RECEPT VAN WELEER
Ontbijtkoek
Lichtelijk bezweet kwam Sophie, de 1e huishoudster van mevrouw Belle de Flerdelis, eigenares en hoofdbewoonster van de villa van Weleer, de keuken binnengelopen van Louis, de Franse chef kok van mevrouw. Zoals gewoonlijk was het heerlijk warm in de keuken, dankzij het houtgestookte fornuis, waar altijd wel iets op stond te borrelen of in gebakken werd. Sophie kon het zich niet heugen dat het vuur in het fornuis ooit uit was geweest sinds Louis de scepter zwaaide in de keuken. En dat was al heel wat jaartjes, inmiddels. Zij was dan ook niet de jongste meer, net als Louis. Die had zijn opleiding in Frankrijk genoten, van de eerste streekrecepten die hij van zijn moeder leerde, tot aan de fijnste spijzen die hij in de keukens van diverse Franse meester koks leerde maken. Daarna had hij nog diverse jaren door Europa gezworven, waar hij via de koks van de andere grote huizen ook de nodige kennis opdeed van de internationale keuken.
‘Hèhè!’, sprak de huishoudster, ‘het zit er weer op voor vandaag, de gangen gestofzuigd, de meubels in de salon in de was gezet, net als de leuningen van de trappen, tot en met de zoldertrap, de rest komt morgen weer aan de beurt. En dan heb ik ook nog de rommel opgeruimd die Hermien heeft achtergelaten toen zij de hal had gedweild, zoals zij dat noemt. ’Ach ja, ‘Ermien, zij is nog jong en moet veel leren’, sprak de kok vergoelijkend. ‘Nou, ik vraag mij af of dat er ooit van komt. Ze is wel érg onhandig’, mopperde Sophie. ‘Laat ik je humeur opbeuren met een ‘eerlijke kop koffie met iets lekkers erbij. Wat blief je het meest: een petit tartelette tatin met appel, peer en honing, of een petit pain au chocolat en noisettes?’ ‘Als ik eerlijk ben’, zei Sophie, ‘zou ik het meeste zin hebben in een lekkere plak Hollandse ontbijtkoek met roomboter en, als je me echt gek wilt krijgen, een plakje oude kaas erop.’

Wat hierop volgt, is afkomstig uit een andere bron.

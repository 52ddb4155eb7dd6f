//! Error taxonomy for batch compilation.
//!
//! Per-script failures (`ScriptError`) are collected and reported per
//! identity without aborting sibling compilations. Batch-level failures
//! (`BatchError`) abort the whole run: without an execution context no unit
//! can make progress.

use std::io;
use std::time::Duration;

use thiserror::Error;

use crate::batch::ScriptIdentity;

/// Failure of a single script's compile or package step.
#[derive(Debug, Error)]
pub enum ScriptError {
    /// The compiler rejected the source. Diagnostics are kept verbatim so
    /// callers can surface source-accurate error locations.
    #[error("compilation of {script} failed:\n{diagnostics}")]
    Compile {
        script: ScriptIdentity,
        diagnostics: String,
    },

    /// The compiler produced a result shape this adapter does not know how
    /// to package.
    #[error("unsupported compiler result kind `{kind}`")]
    UnsupportedResult { kind: String },

    /// The compiled module's binary-unit container is not the expected
    /// in-memory shape.
    #[error("unsupported module container `{container}`")]
    UnsupportedModule { container: String },

    #[error(transparent)]
    Io(#[from] io::Error),

    /// A forked worker process died or broke protocol mid-request.
    #[error("worker failure: {0}")]
    Worker(String),
}

/// Failure to create or hand out an execution context.
#[derive(Debug, Error)]
pub enum ContextError {
    #[error("compiler executable `{name}` not found in the compiler classpath")]
    CompilerNotFound { name: String },

    #[error("could not read compiler classpath entry {path}")]
    ClosureUnreadable { path: String },

    #[error("failed to launch worker process: {0}")]
    Spawn(String),

    #[error("worker process did not complete its startup handshake: {0}")]
    Handshake(String),
}

/// Batch-fatal failure: no per-script results are available.
#[derive(Debug, Error)]
pub enum BatchError {
    #[error(transparent)]
    ContextCreation(#[from] ContextError),

    #[error("duplicate script identity `{0}` in batch")]
    DuplicateIdentity(ScriptIdentity),

    #[error("batch timed out after {timeout:?} with no completed units")]
    Stalled { timeout: Duration },
}
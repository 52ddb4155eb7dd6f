use anyhow::Result;
use std::io::Write;

use scriptpack::compile::{self, CompileProgress, Reporter};
use scriptpack::{batch, cli, context, worker};

use clap::Parser;

fn main() -> Result<()> {
    let cli = cli::Cli::parse();
    let log_level_filter = cli.verbose.log_level_filter();

    // Worker processes speak their protocol on stdout; their logs must go to
    // stderr.
    let log_target = match cli.command {
        cli::Command::Worker(_) => env_logger::fmt::Target::Stderr,
        _ => env_logger::fmt::Target::Stdout,
    };
    env_logger::Builder::new()
        .format(|buf, record| writeln!(buf, "{}:\n{}", record.level(), record.args()))
        .filter_level(log_level_filter)
        .target(log_target)
        .init();

    match cli.command {
        cli::Command::Build(build_args) => {
            let mut batch = batch::Batch::from_manifest(&build_args.manifest)?;
            apply_overrides(&mut batch.settings, &build_args);

            let pool = context::ContextPool::new()?;
            let reporter = LogReporter;
            let outcome = compile::compile_batch(&batch, &pool, &reporter)?;

            for artifact in &outcome.written {
                println!("{} -> {}", artifact.identity, artifact.destination.display());
            }
            if !outcome.skipped.is_empty() {
                println!("{} script(s) up to date", outcome.skipped.len());
            }
            for failure in &outcome.failures {
                println!("{}", failure.error);
            }
            for identity in &outcome.timed_out {
                println!("{identity}: timed out");
            }

            if outcome.is_success() {
                std::process::exit(0);
            }
            std::process::exit(1);
        }
        cli::Command::Worker(worker_args) => worker::run(worker_args.compiler),
    }
}

fn apply_overrides(settings: &mut scriptpack::config::CompileSettings, args: &cli::BuildArgs) {
    if let Some(workers) = args.workers {
        settings.workers = Some(workers);
    }
    if let Some(timeout) = args.timeout {
        settings.timeout_secs = timeout;
    }
    if let Some(isolation) = args.isolation {
        settings.isolation = isolation;
    }
    if let Some(max_heap) = args.max_heap {
        settings.max_heap = Some(max_heap);
    }
    if args.force {
        settings.force = true;
    }
}

struct LogReporter;

impl Reporter for LogReporter {
    fn report(&self, progress: CompileProgress) {
        match progress {
            CompileProgress::Filtered { total, scheduled } => {
                log::info!("{scheduled}/{total} script(s) need compiling");
            }
            CompileProgress::Dispatched { count, workers } => {
                log::debug!("dispatched {count} script(s) to {workers} worker(s)");
            }
            CompileProgress::Compiled {
                identity,
                duration_seconds,
            } => {
                log::info!("compiled {identity} in {duration_seconds:.2}s");
            }
            CompileProgress::Failed { identity, message } => {
                log::error!("{identity} failed:\n{message}");
            }
            CompileProgress::TimedOut { pending } => {
                log::warn!("{} script(s) still running at the deadline", pending.len());
            }
        }
    }
}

‘Ontbijtkoek?’, de kok was duidelijk verbaasd, ‘maar het ontbijt is toch allang voorbij? Het is bijna tijd voor de middagmaaltijd, wil je dan nog ontbijt eten?’ ‘Ontbijtkoek is maar een naam, die kun je de hele dag door eten. Zelfs ’s avonds voor het slapen gaan. Het heet ook wel honingkoek, omdat het soms met honing wordt gemaakt. Of snijkoek, zoete koek. Daar is zelfs een spreekwoord mee, dat je niet alles voor zoete koek moet slikken. Snap je wel?’ ‘Nee, het wordt mij er niet duidelijker op’, de kok was enigszins in zijn wiek geschoten dat er een recept was dat hij niet kende. Als internationaal opgeleide chef bleken er nog altijd lokale lekkernijen te bestaan die aan zijn aandacht waren ontsnapt. ‘Maar als je mij een recept geeft, zal ik speciaal voor jou een ontbijtsnijzoetekoek bakken’, beloofde Louis. ‘Daar zou je mij heel blij mee maken’, antwoordde Sophie, ‘en kom nu maar op met je chocoladebroodje!’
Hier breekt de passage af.